Like the one for sale in Morton? There's some kind of army surplus big rig setting by the Chevron there that is for sale.


----------



## hammerlogging (Jul 15, 2012)

I haven't been through Morton lately, but its more like a cross between the off highway log trucks you've seen like still running up in BC maybe, although this would operate as a tandem-- no trailer, loader mounted at the back. A cross between one of those, and if you've seen any of those monster concrete trucks or an old school snow-plow. Its a highway truck, but 6x6. Function: prehauling instead of a forwarder.
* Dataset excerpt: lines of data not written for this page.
use sqlx::Row;
use uuid::Uuid;

use quiz_core::model::{ExamId, PlanTier, Question, QuestionId, QuizSummary, SubjectStat, UserId};

use crate::repository::{GrantRecord, StorageError};

fn ser<E: core::fmt::Display>(e: E) -> StorageError {
    StorageError::Serialization(e.to_string())
}

fn i64_to_u64(field: &'static str, v: i64) -> Result<u64, StorageError> {
    u64::try_from(v).map_err(|_| StorageError::Serialization(format!("{field} sign overflow")))
}

pub(crate) fn question_id_from_i64(v: i64) -> Result<QuestionId, StorageError> {
    Ok(QuestionId::new(i64_to_u64("question_id", v)?))
}

pub(crate) fn question_id_to_i64(id: QuestionId) -> Result<i64, StorageError> {
    i64::try_from(id.value())
        .map_err(|_| StorageError::Serialization("question_id overflow".into()))
}

pub(crate) fn u32_from_i64(field: &'static str, v: i64) -> Result<u32, StorageError> {
    u32::try_from(v).map_err(|_| StorageError::Serialization(format!("invalid {field}: {v}")))
}

/// Strict tier parse for the `min_tier` column.
///
/// Unlike the lenient plan-record interpretation, an unknown stored tier
/// here is a data error, not a default.
pub(crate) fn parse_tier(s: &str) -> Result<PlanTier, StorageError> {
    match s {
        "free" => Ok(PlanTier::Free),
        "trial" => Ok(PlanTier::Trial),
        "individual" => Ok(PlanTier::Individual),
        "plus" => Ok(PlanTier::Plus),
        _ => Err(StorageError::Serialization(format!("invalid tier: {s}"))),
    }
}

pub(crate) fn map_question_row(row: &sqlx::sqlite::SqliteRow) -> Result<Question, StorageError> {
    let id = question_id_from_i64(row.try_get::<i64, _>("id").map_err(ser)?)?;
    let prompt: String = row.try_get("prompt").map_err(ser)?;
    let options = vec![
        row.try_get::<String, _>("option_a").map_err(ser)?,
        row.try_get::<String, _>("option_b").map_err(ser)?,
        row.try_get::<String, _>("option_c").map_err(ser)?,
        row.try_get::<String, _>("option_d").map_err(ser)?,
    ];
    let correct_i64: i64 = row.try_get("correct").map_err(ser)?;
    let correct = u8::try_from(correct_i64)
        .map_err(|_| StorageError::Serialization(format!("invalid correct: {correct_i64}")))?;

    let mut question = Question::new(id, prompt, options, correct).map_err(ser)?;

    if let Some(explanation) = row
        .try_get::<Option<String>, _>("explanation")
        .map_err(ser)?
    {
        question = question.with_explanation(explanation);
    }
    if let Some(subject) = row.try_get::<Option<String>, _>("subject").map_err(ser)? {
        question = question.with_subject(subject);
    }
    if let Some(exam) = row.try_get::<Option<String>, _>("exam").map_err(ser)? {
        question = question.with_exam(ExamId::new(exam));
    }
    if let Some(module) = row.try_get::<Option<String>, _>("module").map_err(ser)? {
        question = question.with_module(module);
    }
    if let Some(year) = row.try_get::<Option<i64>, _>("year").map_err(ser)? {
        let year = i32::try_from(year)
            .map_err(|_| StorageError::Serialization(format!("invalid year: {year}")))?;
        question = question.with_year(year);
    }
    if let Some(tier) = row.try_get::<Option<String>, _>("min_tier").map_err(ser)? {
        question = question.with_min_tier(parse_tier(&tier)?);
    }

    Ok(question)
}

pub(crate) fn map_grant_row(row: &sqlx::sqlite::SqliteRow) -> Result<GrantRecord, StorageError> {
    Ok(GrantRecord {
        exam: row.try_get("exam").map_err(ser)?,
        granted_at: row.try_get("granted_at").map_err(ser)?,
        expires_at: row.try_get("expires_at").map_err(ser)?,
    })
}

pub(crate) fn map_summary_row(
    row: &sqlx::sqlite::SqliteRow,
    subjects: Vec<SubjectStat>,
) -> Result<QuizSummary, StorageError> {
    let id_str: String = row.try_get("id").map_err(ser)?;
    let id = Uuid::parse_str(&id_str).map_err(ser)?;
    let user_id: String = row.try_get("user_id").map_err(ser)?;
    let exam: Option<String> = row.try_get("exam").map_err(ser)?;

    QuizSummary::from_persisted(
        id,
        UserId::new(user_id),
        exam.map(ExamId::new),
        row.try_get("started_at").map_err(ser)?,
        row.try_get("completed_at").map_err(ser)?,
        u32_from_i64(
            "total_answered",
            row.try_get::<i64, _>("total_answered").map_err(ser)?,
        )?,
        u32_from_i64(
            "total_correct",
            row.try_get::<i64, _>("total_correct").map_err(ser)?,
        )?,
        u32_from_i64(
            "time_spent_secs",
            row.try_get::<i64, _>("time_spent_secs").map_err(ser)?,
        )?,
        subjects,
    )
    .map_err(ser)
}

pub(crate) fn map_subject_row(row: &sqlx::sqlite::SqliteRow) -> Result<SubjectStat, StorageError> {
    Ok(SubjectStat {
        subject: row.try_get("subject").map_err(ser)?,
        total: u32_from_i64("total", row.try_get::<i64, _>("total").map_err(ser)?)?,
        correct: u32_from_i64("correct", row.try_get::<i64, _>("correct").map_err(ser)?)?,
    })
}
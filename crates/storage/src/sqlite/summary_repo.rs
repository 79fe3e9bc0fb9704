use quiz_core::model::{QuizSummary, UserId};

use super::{
    SqliteRepository,
    mapping::{map_subject_row, map_summary_row},
};
use crate::repository::{StorageError, SummaryRepository};

fn conn<E: core::fmt::Display>(e: E) -> StorageError {
    StorageError::Connection(e.to_string())
}

#[async_trait::async_trait]
impl SummaryRepository for SqliteRepository {
    async fn append_summary(&self, summary: &QuizSummary) -> Result<(), StorageError> {
        let mut tx = self.pool.begin().await.map_err(conn)?;

        sqlx::query(
            r"
            INSERT INTO quiz_summaries (
                id, user_id, exam, started_at, completed_at,
                total_answered, total_correct, time_spent_secs
            )
            VALUES (?1, ?2, ?3, ?4, ?5, ?6, ?7, ?8)
            ",
        )
        .bind(summary.id().to_string())
        .bind(summary.user_id().as_str())
        .bind(summary.exam().map(|e| e.as_str().to_owned()))
        .bind(summary.started_at())
        .bind(summary.completed_at())
        .bind(i64::from(summary.total_answered()))
        .bind(i64::from(summary.total_correct()))
        .bind(i64::from(summary.time_spent_secs()))
        .execute(&mut *tx)
        .await
        .map_err(conn)?;

        for subject in summary.subjects() {
            sqlx::query(
                r"
                INSERT INTO summary_subjects (summary_id, subject, total, correct)
                VALUES (?1, ?2, ?3, ?4)
                ",
            )
            .bind(summary.id().to_string())
            .bind(&subject.subject)
            .bind(i64::from(subject.total))
            .bind(i64::from(subject.correct))
            .execute(&mut *tx)
            .await
            .map_err(conn)?;
        }

        tx.commit().await.map_err(conn)?;
        Ok(())
    }

    async fn summaries_for_user(
        &self,
        user: &UserId,
        limit: u32,
    ) -> Result<Vec<QuizSummary>, StorageError> {
        let rows = sqlx::query(
            r"
            SELECT
                id, user_id, exam, started_at, completed_at,
                total_answered, total_correct, time_spent_secs
            FROM quiz_summaries
            WHERE user_id = ?1
            ORDER BY completed_at DESC, id DESC
            LIMIT ?2
            ",
        )
        .bind(user.as_str())
        .bind(i64::from(limit))
        .fetch_all(&self.pool)
        .await
        .map_err(conn)?;

        let mut out = Vec::with_capacity(rows.len());
        for row in rows {
            let id: String = sqlx::Row::try_get(&row, "id")
                .map_err(|e| StorageError::Serialization(e.to_string()))?;

            let subject_rows = sqlx::query(
                r"
                SELECT subject, total, correct
                FROM summary_subjects
                WHERE summary_id = ?1
                ORDER BY subject ASC
                ",
            )
            .bind(&id)
            .fetch_all(&self.pool)
            .await
            .map_err(conn)?;

            let mut subjects = Vec::with_capacity(subject_rows.len());
            for subject_row in subject_rows {
                subjects.push(map_subject_row(&subject_row)?);
            }

            out.push(map_summary_row(&row, subjects)?);
        }

        Ok(out)
    }
}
http://www.truckpaper.com/listingsdetail/detail.aspx?OHID=3176563&

picture a log bunk, loader on the back, and different tires


----------



## paccity (Jul 15, 2012)

these are used here in nw or . i have personally drove these 10 ton'rs and they will move anything you want. m123a or m911 .


----------



## paccity (Jul 15, 2012)

sorry walked away for a bitt. the m123's are the better off roader's than the m911's . but the m911's have a nice big winch on the back . ran both machines back in the 80's for my N.G. engineer unit.


----------



## 2dogs (Jul 15, 2012)

Those 6X6 mixer trucks are not made for off road use. Even with full double lockers and a front driving axle they are really just designed for backing up around a job site and getting to the concrete pump or forms. The frame is rigid and the suspension and tires are very stiff resulting in very little suspension travel. Rough roads tear those mixer chassis up and loosen all the rivets/huck bolts/welds. If you just need a little more traction for wet smooth roads then you may have good luck with one. BTW 305 hp and a 9 speed won't make for a very speedy truck. Be sure to check the gearing too. If it is highway geared with a double reduction first and reverse it may not work well for you. Good luck.


----------



## BERN-TIMBER (Jul 15, 2012)

For what you would have in getting bunks and a loader on to that thing you could probably find a decent used forwarder no? Having a road worthy truck would be nice though, one less piece of equipment to move, but then again should you ever find a piece flat enough to run forwarder on its woods worthy already. There are a few crews here in the hills of PA that bunch with dozers and haul logs with forwarders. Keeps the dozer productive because the skids are short, and then when you get everything loaded on the forwarder its pretty easy to sort wood on the landing and merchandise as needed.


----------



## rwoods (Jul 15, 2012)

The 10 tons are legendary movers of anything big and heavy. Pretty hard to find nowadays. I don't know if this will have the wheelbase you need, but I believe it may still be considered a tactical truck as opposed to the most of the line haul trucks that Uncle Sam has on the market: 1980 AM General Mdl M920 8X6 tractor truck VIN 0T5816-60-10337, odometer indicates 995,842 miles, powered by Cummins ... - Government Liquidation Too bad you don't want a little old deuce as I could make my wife happy and fix you up with a nice one. Ron


----------



## paccity (Jul 15, 2012)

rwoods said:


> The 10 tons are legendary movers of anything big and heavy. Pretty hard to find nowadays. I don't know if this will have the wheelbase you need, but I believe it may still be considered a tactical truck as opposed to the most of the line haul trucks that Uncle Sam has on the market: 1980 AM General Mdl M920 8X6 tractor truck VIN 0T5816-60-10337, odometer indicates 995,842 miles, powered by Cummins ... - Government Liquidation Too bad you don't want a little old deuce as I could make my wife happy and fix you up with a nice one. Ron



toughs were the cadies in the service . just don't over rev the eng with the cat auto tranies . on a long downhill things get real fun if you do.


----------



## hammerlogging (Jul 15, 2012)

BERN-TIMBER said:


> For what you would have in getting bunks and a loader on to that thing you could probably find a decent used forwarder no? Having a road worthy truck would be nice though, one less piece of equipment to move, but then again should you ever find a piece flat enough to run forwarder on its woods worthy already. There are a few crews here in the hills of PA that bunch with dozers and haul logs with forwarders. Keeps the dozer productive because the skids are short, and then when you get everything loaded on the forwarder its pretty easy to sort wood on the landing and merchandise as needed.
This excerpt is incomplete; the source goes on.